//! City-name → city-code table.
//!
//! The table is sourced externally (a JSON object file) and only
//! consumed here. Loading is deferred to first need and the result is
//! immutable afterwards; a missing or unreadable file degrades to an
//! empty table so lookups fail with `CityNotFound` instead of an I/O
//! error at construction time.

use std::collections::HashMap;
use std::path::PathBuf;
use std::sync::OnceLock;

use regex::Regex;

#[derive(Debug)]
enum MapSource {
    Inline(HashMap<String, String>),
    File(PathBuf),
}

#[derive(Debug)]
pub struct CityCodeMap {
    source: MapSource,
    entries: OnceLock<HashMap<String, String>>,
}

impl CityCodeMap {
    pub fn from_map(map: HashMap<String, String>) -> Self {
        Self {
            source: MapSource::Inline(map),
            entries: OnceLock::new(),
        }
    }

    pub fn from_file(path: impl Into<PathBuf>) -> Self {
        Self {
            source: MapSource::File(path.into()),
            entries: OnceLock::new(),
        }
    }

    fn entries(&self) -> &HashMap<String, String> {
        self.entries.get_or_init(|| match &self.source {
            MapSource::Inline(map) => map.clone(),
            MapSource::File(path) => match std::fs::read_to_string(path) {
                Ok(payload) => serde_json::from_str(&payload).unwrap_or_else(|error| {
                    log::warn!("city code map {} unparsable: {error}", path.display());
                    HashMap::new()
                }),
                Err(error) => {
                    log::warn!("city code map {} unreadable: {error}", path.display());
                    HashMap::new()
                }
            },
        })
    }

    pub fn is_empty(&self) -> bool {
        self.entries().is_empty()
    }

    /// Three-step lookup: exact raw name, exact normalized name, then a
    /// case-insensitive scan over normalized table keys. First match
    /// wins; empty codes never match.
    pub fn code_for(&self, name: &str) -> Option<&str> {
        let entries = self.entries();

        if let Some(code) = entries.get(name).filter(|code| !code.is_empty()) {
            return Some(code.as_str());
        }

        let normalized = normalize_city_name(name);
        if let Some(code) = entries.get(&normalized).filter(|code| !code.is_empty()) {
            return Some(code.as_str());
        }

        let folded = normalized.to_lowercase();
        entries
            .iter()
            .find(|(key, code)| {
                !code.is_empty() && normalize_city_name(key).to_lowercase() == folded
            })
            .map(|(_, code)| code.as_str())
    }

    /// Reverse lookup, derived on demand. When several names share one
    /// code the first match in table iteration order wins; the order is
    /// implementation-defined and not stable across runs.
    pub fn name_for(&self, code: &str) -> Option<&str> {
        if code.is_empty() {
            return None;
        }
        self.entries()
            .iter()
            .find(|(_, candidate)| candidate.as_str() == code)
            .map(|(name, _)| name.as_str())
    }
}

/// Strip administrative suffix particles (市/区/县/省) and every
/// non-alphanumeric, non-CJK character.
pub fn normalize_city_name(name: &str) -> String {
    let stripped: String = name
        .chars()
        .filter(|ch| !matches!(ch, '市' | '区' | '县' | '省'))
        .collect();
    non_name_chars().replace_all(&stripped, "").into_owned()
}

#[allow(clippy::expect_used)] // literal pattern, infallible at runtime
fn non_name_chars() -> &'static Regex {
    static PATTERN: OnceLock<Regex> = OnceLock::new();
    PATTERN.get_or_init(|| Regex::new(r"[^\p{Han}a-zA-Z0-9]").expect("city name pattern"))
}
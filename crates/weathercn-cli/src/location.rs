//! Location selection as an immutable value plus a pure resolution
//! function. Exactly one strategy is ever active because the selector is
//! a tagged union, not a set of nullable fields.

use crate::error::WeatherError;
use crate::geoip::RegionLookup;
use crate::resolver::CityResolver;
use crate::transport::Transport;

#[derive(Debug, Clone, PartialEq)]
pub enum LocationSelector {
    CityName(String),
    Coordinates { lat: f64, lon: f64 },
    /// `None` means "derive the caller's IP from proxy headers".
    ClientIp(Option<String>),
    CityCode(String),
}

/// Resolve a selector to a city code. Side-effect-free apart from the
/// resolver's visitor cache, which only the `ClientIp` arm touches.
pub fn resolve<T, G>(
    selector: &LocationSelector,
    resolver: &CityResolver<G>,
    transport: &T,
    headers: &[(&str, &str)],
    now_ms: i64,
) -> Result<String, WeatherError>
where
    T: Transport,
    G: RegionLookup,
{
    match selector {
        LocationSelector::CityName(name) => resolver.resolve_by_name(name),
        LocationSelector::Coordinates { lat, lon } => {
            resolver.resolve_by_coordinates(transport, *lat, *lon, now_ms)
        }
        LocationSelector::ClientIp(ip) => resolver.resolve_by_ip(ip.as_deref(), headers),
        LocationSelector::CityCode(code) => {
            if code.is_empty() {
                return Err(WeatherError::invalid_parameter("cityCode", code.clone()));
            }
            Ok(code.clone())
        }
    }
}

- - - - -

Set down an exact copy of the entries above.

• _SOLUTION FOR THIS PROBLEM_
//! City-name → city-code table.
//!
//! The table is sourced externally (a JSON object file) and only
//! consumed here. Loading is deferred to first need and the result is
//! immutable afterwards; a missing or unreadable file degrades to an
//! empty table so lookups fail with `CityNotFound` instead of an I/O
//! error at construction time.

use std::collections::HashMap;
use std::path::PathBuf;
use std::sync::OnceLock;

use regex::Regex;

#[derive(Debug)]
enum MapSource {
    Inline(HashMap<String, String>),
    File(PathBuf),
}

#[derive(Debug)]
pub struct CityCodeMap {
    source: MapSource,
    entries: OnceLock<HashMap<String, String>>,
}

impl CityCodeMap {
    pub fn from_map(map: HashMap<String, String>) -> Self {
        Self {
            source: MapSource::Inline(map),
            entries: OnceLock::new(),
        }
    }

    pub fn from_file(path: impl Into<PathBuf>) -> Self {
        Self {
            source: MapSource::File(path.into()),
            entries: OnceLock::new(),
        }
    }

    fn entries(&self) -> &HashMap<String, String> {
        self.entries.get_or_init(|| match &self.source {
            MapSource::Inline(map) => map.clone(),
            MapSource::File(path) => match std::fs::read_to_string(path) {
                Ok(payload) => serde_json::from_str(&payload).unwrap_or_else(|error| {
                    log::warn!("city code map {} unparsable: {error}", path.display());
                    HashMap::new()
                }),
                Err(error) => {
                    log::warn!("city code map {} unreadable: {error}", path.display());
                    HashMap::new()
                }
            },
        })
    }

    pub fn is_empty(&self) -> bool {
        self.entries().is_empty()
    }

    /// Three-step lookup: exact raw name, exact normalized name, then a
    /// case-insensitive scan over normalized table keys. First match
    /// wins; empty codes never match.
    pub fn code_for(&self, name: &str) -> Option<&str> {
        let entries = self.entries();

        if let Some(code) = entries.get(name).filter(|code| !code.is_empty()) {
            return Some(code.as_str());
        }

        let normalized = normalize_city_name(name);
        if let Some(code) = entries.get(&normalized).filter(|code| !code.is_empty()) {
            return Some(code.as_str());
        }

        let folded = normalized.to_lowercase();
        entries
            .iter()
            .find(|(key, code)| {
                !code.is_empty() && normalize_city_name(key).to_lowercase() == folded
            })
            .map(|(_, code)| code.as_str())
    }

    /// Reverse lookup, derived on demand. When several names share one
    /// code the first match in table iteration order wins; the order is
    /// implementation-defined and not stable across runs.
    pub fn name_for(&self, code: &str) -> Option<&str> {
        if code.is_empty() {
            return None;
        }
        self.entries()
            .iter()
            .find(|(_, candidate)| candidate.as_str() == code)
            .map(|(name, _)| name.as_str())
    }
}

/// Strip administrative suffix particles (市/区/县/省) and every
/// non-alphanumeric, non-CJK character.
pub fn normalize_city_name(name: &str) -> String {
    let stripped: String = name
        .chars()
        .filter(|ch| !matches!(ch, '市' | '区' | '县' | '省'))
        .collect();
    non_name_chars().replace_all(&stripped, "").into_owned()
}

#[allow(clippy::expect_used)] // literal pattern, infallible at runtime
fn non_name_chars() -> &'static Regex {
    static PATTERN: OnceLock<Regex> = OnceLock::new();
    PATTERN.get_or_init(|| Regex::new(r"[^\p{Han}a-zA-Z0-9]").expect("city name pattern"))
}
filename crates/weathercn-cli/src/location.rs
//! Location selection as an immutable value plus a pure resolution
//! function. Exactly one strategy is ever active because the selector is
//! a tagged union, not a set of nullable fields.

use crate::error::WeatherError;
use crate::geoip::RegionLookup;
use crate::resolver::CityResolver;
use crate::transport::Transport;

#[derive(Debug, Clone, PartialEq)]
pub enum LocationSelector {
    CityName(String),
    Coordinates { lat: f64, lon: f64 },
    /// `None` means "derive the caller's IP from proxy headers".
    ClientIp(Option<String>),
    CityCode(String),
}

/// Resolve a selector to a city code. Side-effect-free apart from the
/// resolver's visitor cache, which only the `ClientIp` arm touches.
pub fn resolve<T, G>(
    selector: &LocationSelector,
    resolver: &CityResolver<G>,
    transport: &T,
    headers: &[(&str, &str)],
    now_ms: i64,
) -> Result<String, WeatherError>
where
    T: Transport,
    G: RegionLookup,
{
    match selector {
        LocationSelector::CityName(name) => resolver.resolve_by_name(name),
        LocationSelector::Coordinates { lat, lon } => {
            resolver.resolve_by_coordinates(transport, *lat, *lon, now_ms)
        }
        LocationSelector::ClientIp(ip) => resolver.resolve_by_ip(ip.as_deref(), headers),
        LocationSelector::CityCode(code) => {
            if code.is_empty() {
                return Err(WeatherError::invalid_parameter("cityCode", code.clone()));
            }
            Ok(code.clone())
        }
    }
}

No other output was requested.